Let fairness and reasonableness be our guide
The Complainant had a home loan account with the Bank and as a result of losing his job, he could no longer pay his instalments. The Bank proceeded with legal action against the Complainant and obtained judgment as well as an order authorising the sale of the Complainant’s property at auction without a reserve price.
The Bank attempted to assist the Complainant to sell the property prior to the property being sold at auction and offers to purchase the property for prices of R1 200 000 and R1 300 000 were submitted. However, the offers received were not followed through as the prospective buyers could not obtain finance.

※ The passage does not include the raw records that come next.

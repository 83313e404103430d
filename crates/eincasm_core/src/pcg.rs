//! Procedural initializers for obstacles and resource ports.

use crate::channel::InitContext;
use crate::config::{ObstaclesConfig, PortsConfig};
use crate::error::{Result, SimError};
use eincasm_data::{PortLayout, RegenFunc, Resource, Shape, NO_PORT};
use rand::Rng;
use rand_chacha::ChaCha8Rng;

/// Obstacle initializer: layered value noise, 1.0 where it exceeds the threshold.
pub fn obstacles(
    config: ObstaclesConfig,
) -> impl FnMut(&mut InitContext<'_>) -> Result<Vec<f32>> + Send {
    move |ctx| {
        let seed: u64 = ctx.rng.gen();
        let shape = ctx.shape;
        let mut values = vec![0.0f32; ctx.components * shape.cells()];
        for (idx, v) in values.iter_mut().enumerate() {
            let (x, y) = shape.coords(idx % shape.cells());
            let noise = value_noise(
                x as f32 * config.noise_scale,
                y as f32 * config.noise_scale,
                seed,
            );
            if noise > config.threshold {
                *v = 1.0;
            }
        }
        ctx.metadata.insert("obstacle_threshold", config.threshold);
        Ok(values)
    }
}

/// Three octaves of smoothed hash noise, in `[0, 1]`.
#[must_use]
pub fn value_noise(x: f32, y: f32, seed: u64) -> f32 {
    let noise1 = hash_noise(x * 0.1, y * 0.1, seed) * 0.5;
    let noise2 = hash_noise(x * 0.05, y * 0.05, seed.wrapping_add(1)) * 0.3;
    let noise3 = hash_noise(x * 0.02, y * 0.02, seed.wrapping_add(2)) * 0.2;
    (noise1 + noise2 + noise3).clamp(0.0, 1.0)
}

fn hash_noise(x: f32, y: f32, seed: u64) -> f32 {
    let ix = x.floor() as i32;
    let iy = y.floor() as i32;
    let fx = x - x.floor();
    let fy = y - y.floor();
    let ux = fx * fx * (3.0 - 2.0 * fx);
    let uy = fy * fy * (3.0 - 2.0 * fy);
    let v00 = hash(ix, iy, seed);
    let v10 = hash(ix + 1, iy, seed);
    let v01 = hash(ix, iy + 1, seed);
    let v11 = hash(ix + 1, iy + 1, seed);
    let v0 = v00 + ux * (v10 - v00);
    let v1 = v01 + ux * (v11 - v01);
    v0 + uy * (v1 - v0)
}

fn hash(x: i32, y: i32, seed: u64) -> f32 {
    let n = (x.wrapping_mul(127) ^ y.wrapping_mul(311)) as u64 ^ seed;
    let n = n.wrapping_mul(0x517cc1b727220a95);
    let n = n ^ (n >> 32);
    (n & 0xFFFFFF) as f32 / 0xFFFFFF as f32
}

/// Port initializer. Each resource walks a Levy flight across the torus and
/// stamps its id on every site it visits; the layout lands in the channel's
/// metadata and tagged cells start at the resource's amplitude.
pub fn ports(
    config: PortsConfig,
) -> impl FnMut(&mut InitContext<'_>) -> Result<Vec<f32>> + Send {
    move |ctx| {
        if ctx.components != 1 {
            return Err(SimError::configuration(format!(
                "port channel '{}' must have one component",
                ctx.channel_id
            )));
        }
        let layout = levy_ports(&config, ctx.shape, ctx.rng);
        let values = layout
            .port_id_map
            .iter()
            .map(|&id| layout.resource(id).map_or(0.0, |r| r.amplitude))
            .collect();
        tracing::debug!(
            resources = layout.resources.len(),
            sizes = ?layout.port_sizes,
            "Ports placed"
        );
        ctx.metadata.ports = Some(layout);
        Ok(values)
    }
}

fn uniform(rng: &mut ChaCha8Rng, range: [f32; 2]) -> f32 {
    if range[0] < range[1] {
        rng.gen_range(range[0]..range[1])
    } else {
        range[0]
    }
}

/// Places `num_resources` resources by Levy flight. Later resources overwrite earlier ones where they cross.
#[must_use]
pub fn levy_ports(config: &PortsConfig, shape: Shape, rng: &mut ChaCha8Rng) -> PortLayout {
    let mut port_id_map = vec![NO_PORT; shape.cells()];
    let max_step = shape.width.max(shape.height) as f32;
    let mut resources = Vec::with_capacity(config.num_resources as usize);
    for id in 1..=config.num_resources {
        let alpha = uniform(rng, config.alpha_range);
        let frequency = uniform(rng, config.beta_range);
        let amplitude = uniform(rng, [config.min_regen_amp, config.max_regen_amp]);
        let phase = rng.gen_range(0.0..std::f32::consts::TAU);
        let [lo, hi] = config.num_sites_range;
        let sites = if lo < hi { rng.gen_range(lo..=hi) } else { lo };

        let mut x = rng.gen_range(0..shape.width) as f32;
        let mut y = rng.gen_range(0..shape.height) as f32;
        for _ in 0..sites {
            let cx = (x.floor() as i64).rem_euclid(shape.width as i64) as usize;
            let cy = (y.floor() as i64).rem_euclid(shape.height as i64) as usize;
            port_id_map[shape.index(cx, cy)] = id;
            // Pareto-distributed step length, minimum one cell.
            let u: f32 = rng.gen_range(f32::EPSILON..1.0);
            let step = u.powf(-1.0 / alpha).min(max_step);
            let angle = rng.gen_range(0.0..std::f32::consts::TAU);
            x = (x + step * angle.cos()).rem_euclid(shape.width as f32);
            y = (y + step * angle.sin()).rem_euclid(shape.height as f32);
        }

        resources.push(Resource {
            id,
            amplitude,
            alpha,
            regen: RegenFunc::Periodic {
                amplitude,
                frequency,
                phase,
            },
        });
    }
    PortLayout::new(port_id_map, resources)
}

The property was ultimately sold at auction for an amount of R1 000. The outstanding balance on the home loan account at the time the property was sold was R1 037 371.
The possibility of the Bank selling a mortgaged property at a sale in execution for a price far below the outstanding amount, amount loaned, property valuation amount and/or purchase price (in this case R1 000) does not fulfil the objectives of the security provided by a mortgage bond or any constructive objective for that matter.
The Bank loses its security and the customer remains liable for a large debt which, in all likelihood, he/she will never be able to settle in his/her lifetime. This outcome is certainly not fair to either party. This issue received attention in our courts and the case law (see Absa Bank v Mokebe and related cases 2018 (6) SA 492 (GJ)) supports a view that the selling of a property for amounts such as R1 000 is unfair.
In this regard it is noted that the courts have specifically dealt with matters where the property was the customer’s primary residence, as was the case here.
Our courts’ views on this matter has led to the promulgation of Uniform Rule 46A, which came into effect on 22 December 2017. It is concerned with matters related to the execution against immovable property which is the primary residence of the judgment debtor. This rule results in a court being placed in a position to determine the imposition of a reserve price (below which the property cannot be sold).This would not necessarily result in the customer being left with no debt, but rather in a position resulting from a just and equitable process, and the application of the law is intended to avoid situations such as these.
In this instance, the property was declared executable prior to the promulgation of Rule 46A and that the Bank did not act contrary to the law when selling the property, this office could not, however, ignore the considerations of fairness and the subsequent developments in the law.
The following criteria is used when this office resolves disputes: the law, applicable industry codes and guidelines, good banking practice, banking practice in other jurisdictions and fairness in all circumstances. Whilst it was noted that the Bank had followed what was, at the time, the correct legal process when attaching and selling the property at auction, this office was of the view that selling the property at auction for an amount of R1 000 was neither fair nor reasonable.
Based on the principles of fairness and reasonableness, this office suggested that the Bank write off 50% of the amount outstanding on the home loan account (having a similar effect to that if the property was sold at reasonable market-related price at auction). The Bank agreed to our suggestion in this regard.
It was noted that the Complainant’s desired outcome was for the Bank to write off the full outstanding balance on the home loan account. However, this office was of the view that this would not be fair and reasonable in the circumstances as the Complainant signed and agreed to the home loan agreement and agreed to repay the Bank the amount loaned to him.
In addition, it did not appear that the property would have been sold for an amount in excess of R1 000 000. Lastly, it must also be borne in mind, as set out above, that the legal developments (that is, the requirement to have a reserve price in place) would not necessarily result in the customer being left with no debt, but rather in a position resulting from a just and equitable process. This office was of the view that the Bank’s actions in writing off 50% of the outstanding balance adhered to this desired outcome.
PRINCIPLE: Fairness and reasonableness must always be taken into account.